> _Activity_: Which lines in the listing below contain the word "LevelOutOfRange"? Copy each one.

_____

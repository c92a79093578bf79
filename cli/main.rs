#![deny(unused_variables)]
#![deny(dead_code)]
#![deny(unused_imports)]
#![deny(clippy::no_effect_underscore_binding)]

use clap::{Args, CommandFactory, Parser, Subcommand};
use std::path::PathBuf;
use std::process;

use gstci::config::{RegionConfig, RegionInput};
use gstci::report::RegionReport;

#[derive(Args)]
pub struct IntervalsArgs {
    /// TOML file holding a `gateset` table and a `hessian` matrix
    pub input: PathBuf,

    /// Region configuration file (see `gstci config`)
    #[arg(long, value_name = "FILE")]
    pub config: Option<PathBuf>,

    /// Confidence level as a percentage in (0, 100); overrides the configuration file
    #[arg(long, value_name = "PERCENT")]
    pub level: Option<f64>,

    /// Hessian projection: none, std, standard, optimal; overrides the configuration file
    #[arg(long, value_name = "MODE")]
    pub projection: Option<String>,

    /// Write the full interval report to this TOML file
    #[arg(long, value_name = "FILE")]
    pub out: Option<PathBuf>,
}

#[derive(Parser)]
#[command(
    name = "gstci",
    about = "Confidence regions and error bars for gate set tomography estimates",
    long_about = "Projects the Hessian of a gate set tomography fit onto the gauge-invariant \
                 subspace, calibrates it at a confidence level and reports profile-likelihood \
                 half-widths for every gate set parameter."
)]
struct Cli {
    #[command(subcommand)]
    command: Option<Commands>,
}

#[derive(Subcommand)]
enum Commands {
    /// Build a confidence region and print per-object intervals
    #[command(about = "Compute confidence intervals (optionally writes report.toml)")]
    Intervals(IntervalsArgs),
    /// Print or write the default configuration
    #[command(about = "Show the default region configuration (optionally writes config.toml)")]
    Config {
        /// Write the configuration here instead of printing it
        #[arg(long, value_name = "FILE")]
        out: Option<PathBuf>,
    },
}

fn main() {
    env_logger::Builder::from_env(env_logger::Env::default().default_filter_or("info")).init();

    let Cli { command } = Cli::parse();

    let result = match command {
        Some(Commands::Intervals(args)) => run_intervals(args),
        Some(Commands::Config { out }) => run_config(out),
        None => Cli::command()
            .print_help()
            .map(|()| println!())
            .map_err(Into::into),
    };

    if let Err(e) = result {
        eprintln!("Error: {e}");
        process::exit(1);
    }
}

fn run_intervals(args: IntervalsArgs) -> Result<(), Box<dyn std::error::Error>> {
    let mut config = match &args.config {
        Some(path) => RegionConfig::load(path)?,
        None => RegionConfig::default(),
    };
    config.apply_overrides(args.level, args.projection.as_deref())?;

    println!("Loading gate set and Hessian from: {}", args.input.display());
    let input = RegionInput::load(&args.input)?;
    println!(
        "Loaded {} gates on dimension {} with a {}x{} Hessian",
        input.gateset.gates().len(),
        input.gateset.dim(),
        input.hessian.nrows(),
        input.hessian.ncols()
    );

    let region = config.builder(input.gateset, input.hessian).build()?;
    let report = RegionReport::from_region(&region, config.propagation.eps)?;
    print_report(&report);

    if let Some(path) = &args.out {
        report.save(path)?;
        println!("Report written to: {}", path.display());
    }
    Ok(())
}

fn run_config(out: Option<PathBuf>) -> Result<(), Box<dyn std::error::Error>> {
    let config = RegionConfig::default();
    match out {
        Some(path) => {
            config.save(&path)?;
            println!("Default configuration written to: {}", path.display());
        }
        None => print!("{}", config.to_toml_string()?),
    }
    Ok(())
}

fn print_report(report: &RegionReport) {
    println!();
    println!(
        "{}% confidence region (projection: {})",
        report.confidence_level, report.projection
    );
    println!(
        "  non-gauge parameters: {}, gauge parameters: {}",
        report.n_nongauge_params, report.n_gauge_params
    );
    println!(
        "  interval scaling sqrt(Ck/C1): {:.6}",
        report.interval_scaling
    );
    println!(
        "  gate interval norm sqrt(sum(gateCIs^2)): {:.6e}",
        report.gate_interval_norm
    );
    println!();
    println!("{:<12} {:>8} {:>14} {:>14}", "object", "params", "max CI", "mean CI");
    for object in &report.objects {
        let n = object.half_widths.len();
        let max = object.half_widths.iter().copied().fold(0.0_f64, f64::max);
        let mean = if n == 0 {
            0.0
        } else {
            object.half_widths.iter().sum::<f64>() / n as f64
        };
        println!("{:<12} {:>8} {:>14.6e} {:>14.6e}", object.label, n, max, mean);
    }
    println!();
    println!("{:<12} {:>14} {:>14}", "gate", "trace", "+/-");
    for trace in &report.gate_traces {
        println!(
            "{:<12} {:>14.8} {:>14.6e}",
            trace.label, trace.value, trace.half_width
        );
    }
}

_____

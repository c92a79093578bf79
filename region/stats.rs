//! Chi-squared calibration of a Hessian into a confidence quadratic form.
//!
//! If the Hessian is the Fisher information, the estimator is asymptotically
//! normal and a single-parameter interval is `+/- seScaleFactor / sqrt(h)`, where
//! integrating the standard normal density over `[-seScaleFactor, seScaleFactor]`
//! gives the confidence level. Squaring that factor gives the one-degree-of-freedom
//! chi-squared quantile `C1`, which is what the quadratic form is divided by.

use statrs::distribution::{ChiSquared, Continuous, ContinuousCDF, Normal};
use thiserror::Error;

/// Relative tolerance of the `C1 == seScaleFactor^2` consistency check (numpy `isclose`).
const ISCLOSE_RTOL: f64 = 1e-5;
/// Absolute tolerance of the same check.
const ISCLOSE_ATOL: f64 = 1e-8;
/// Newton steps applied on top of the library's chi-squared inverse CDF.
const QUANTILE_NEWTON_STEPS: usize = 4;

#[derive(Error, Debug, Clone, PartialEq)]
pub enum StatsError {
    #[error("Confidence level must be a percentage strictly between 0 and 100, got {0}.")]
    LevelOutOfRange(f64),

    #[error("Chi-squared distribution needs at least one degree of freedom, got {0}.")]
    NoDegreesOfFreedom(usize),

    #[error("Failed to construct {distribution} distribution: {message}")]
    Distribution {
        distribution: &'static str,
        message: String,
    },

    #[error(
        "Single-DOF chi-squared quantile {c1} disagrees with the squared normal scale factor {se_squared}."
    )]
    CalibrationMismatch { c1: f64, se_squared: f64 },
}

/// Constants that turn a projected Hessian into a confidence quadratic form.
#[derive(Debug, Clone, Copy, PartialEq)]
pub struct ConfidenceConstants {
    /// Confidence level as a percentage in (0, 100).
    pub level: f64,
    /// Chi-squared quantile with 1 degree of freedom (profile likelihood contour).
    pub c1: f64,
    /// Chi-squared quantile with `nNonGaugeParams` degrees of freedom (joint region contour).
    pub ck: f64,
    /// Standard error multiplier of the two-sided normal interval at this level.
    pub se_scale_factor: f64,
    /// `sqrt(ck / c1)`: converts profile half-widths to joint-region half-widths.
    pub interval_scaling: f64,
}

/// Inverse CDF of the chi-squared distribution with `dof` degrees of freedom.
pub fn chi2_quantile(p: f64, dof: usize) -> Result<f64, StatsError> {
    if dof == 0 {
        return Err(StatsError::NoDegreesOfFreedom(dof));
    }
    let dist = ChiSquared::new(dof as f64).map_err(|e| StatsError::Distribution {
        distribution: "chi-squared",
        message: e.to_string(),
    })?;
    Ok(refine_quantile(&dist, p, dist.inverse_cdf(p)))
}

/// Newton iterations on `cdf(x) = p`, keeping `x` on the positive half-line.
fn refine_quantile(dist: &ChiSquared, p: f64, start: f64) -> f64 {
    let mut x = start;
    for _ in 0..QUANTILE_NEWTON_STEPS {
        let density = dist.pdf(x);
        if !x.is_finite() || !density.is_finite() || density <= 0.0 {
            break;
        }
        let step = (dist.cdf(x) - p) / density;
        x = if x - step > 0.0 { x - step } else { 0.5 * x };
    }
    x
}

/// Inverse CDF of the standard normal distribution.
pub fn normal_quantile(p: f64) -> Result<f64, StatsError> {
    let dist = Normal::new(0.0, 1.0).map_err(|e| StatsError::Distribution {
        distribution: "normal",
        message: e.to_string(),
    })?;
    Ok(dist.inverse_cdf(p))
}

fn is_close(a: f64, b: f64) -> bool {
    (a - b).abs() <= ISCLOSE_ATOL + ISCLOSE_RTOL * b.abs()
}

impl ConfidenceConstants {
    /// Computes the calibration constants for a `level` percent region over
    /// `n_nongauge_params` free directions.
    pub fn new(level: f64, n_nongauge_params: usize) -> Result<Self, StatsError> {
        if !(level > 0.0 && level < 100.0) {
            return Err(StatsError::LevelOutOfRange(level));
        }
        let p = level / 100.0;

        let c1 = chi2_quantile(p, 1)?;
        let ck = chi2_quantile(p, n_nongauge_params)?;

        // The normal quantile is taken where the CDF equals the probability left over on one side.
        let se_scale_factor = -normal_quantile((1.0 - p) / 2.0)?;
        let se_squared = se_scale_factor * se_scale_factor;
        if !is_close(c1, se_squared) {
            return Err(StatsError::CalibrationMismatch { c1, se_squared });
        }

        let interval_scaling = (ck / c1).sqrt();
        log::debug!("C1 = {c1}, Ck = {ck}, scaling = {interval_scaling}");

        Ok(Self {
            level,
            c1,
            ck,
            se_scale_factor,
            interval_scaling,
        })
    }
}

_____

> _Output of the exercise_:
    LevelOutOfRange(f64),
            return Err(StatsError::LevelOutOfRange(level));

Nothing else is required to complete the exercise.